EDITORIAL » Anayde Beiriz, sempre presente

Publicação: 22/10/2016 03:00

Há 86 anos, uma mulher circulava pelas ruas do Recife prestes a encerrar a sua história. O veneno (suicídio? assassinato?) foi o triste epílogo da paraibana Anayde Beiriz, 16 dias depois da execução, na Casa de Detenção (hoje Casa da Cultura) do seu amante, João Dantas, matador de João Pessoa, crime que detonou a Revolução de 1930, levando Getulio Vargas ao poder. Estava com 25 anos de idade.

Professora, poetisa, frequentadora de saraus, aluna do primeiro curso de datilografia da Paraíba, Anayde havia saído do seu estado por causa do “linchamento moral” que sofreu depois que a intimidade de sua relação com Dantas foi exposta em cartas e fotos no jornal A União, órgão do governo da Parahyba do Norte. Com o assassinato de João Pessoa, renegada pela própria família, veio buscar guarida em Pernambuco.

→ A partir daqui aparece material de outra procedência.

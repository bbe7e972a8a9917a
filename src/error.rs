use thiserror::Error;

/// Errors produced by the overlay core.
///
/// A missing or low-visibility anchor is not an error: resolvers return
/// `None` for it and the tracker fades the accessory out.
#[derive(Debug, Clone, PartialEq, Error)]
pub enum OverlayError {
    #[error(
        "invalid geometry: display {display_width}x{display_height}, video {video_width}x{video_height}"
    )]
    InvalidGeometry {
        display_width: f32,
        display_height: f32,
        video_width: f32,
        video_height: f32,
    },

    #[error("invalid image size {width}x{height}")]
    InvalidImage { width: u32, height: u32 },

    #[error("invalid config: {0}")]
    InvalidConfig(String),
}

pub type Result<T> = std::result::Result<T, OverlayError>;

No Recife, conseguiu se encontrar a duras penas com o amante preso. Estava hospedada no Asylo Bom Pastor, no bairro da Madalena, um local onde, segundo descrição do Diario de Pernambuco, “se abrigam as infelizes que foram desviadas do caminho do bem, regenerando-se para a volta do seio da comunhão social”. Às 11h de 22 de outubro de 1930, Anayde dava o último suspiro. Seria enterrada como indigente no mesmo dia.

Mas Anayde Beiriz não foi apagada da história. Ressurgiu como uma pioneira da liberdade feminina nordestina e brasileira da primeira metade do século passado. Historiadores e escritores buscaram recuperar a sua pouca obra que resistiu à destruição por ter sido considerada “imoral”.

Defensora do voto feminino, ela ensinava adultos e escandalizava os paraibanos com seu figurino e o cabelo curto. Namorar homem com o dobro de sua idade também contribuía para a fama de quem  tinha o apelido de “Panthera dos Olhos Dormentes”.

Em 1983, a cineasta Tizuka Yamazaki leva para as telas a adaptação do livro de José Joffily (Anayde Beiriz, paixão e morte na Revolução de 30) com o título de Parahyba Mulher Macho. Tânia Alves incorporou Anayde.

No filme, um repentista cego (feito por Bráulio Tavares) recita versos que servem para Anayde e para os muitos outros que fazem da vida a própria história: Pois são essas pessoas que estão/ conquistando a riqueza e o poder/ mas sem nunca jamais compreender/ os caminhos da história como são/ eles nunca entenderam a lição/ de quem soube nadar contra a corrente/ de quem sempre arriscou um passo à frente/ e pisou sem ter medo do escuro/ empurrou na ladeira do futuro a carroça pesada do presente.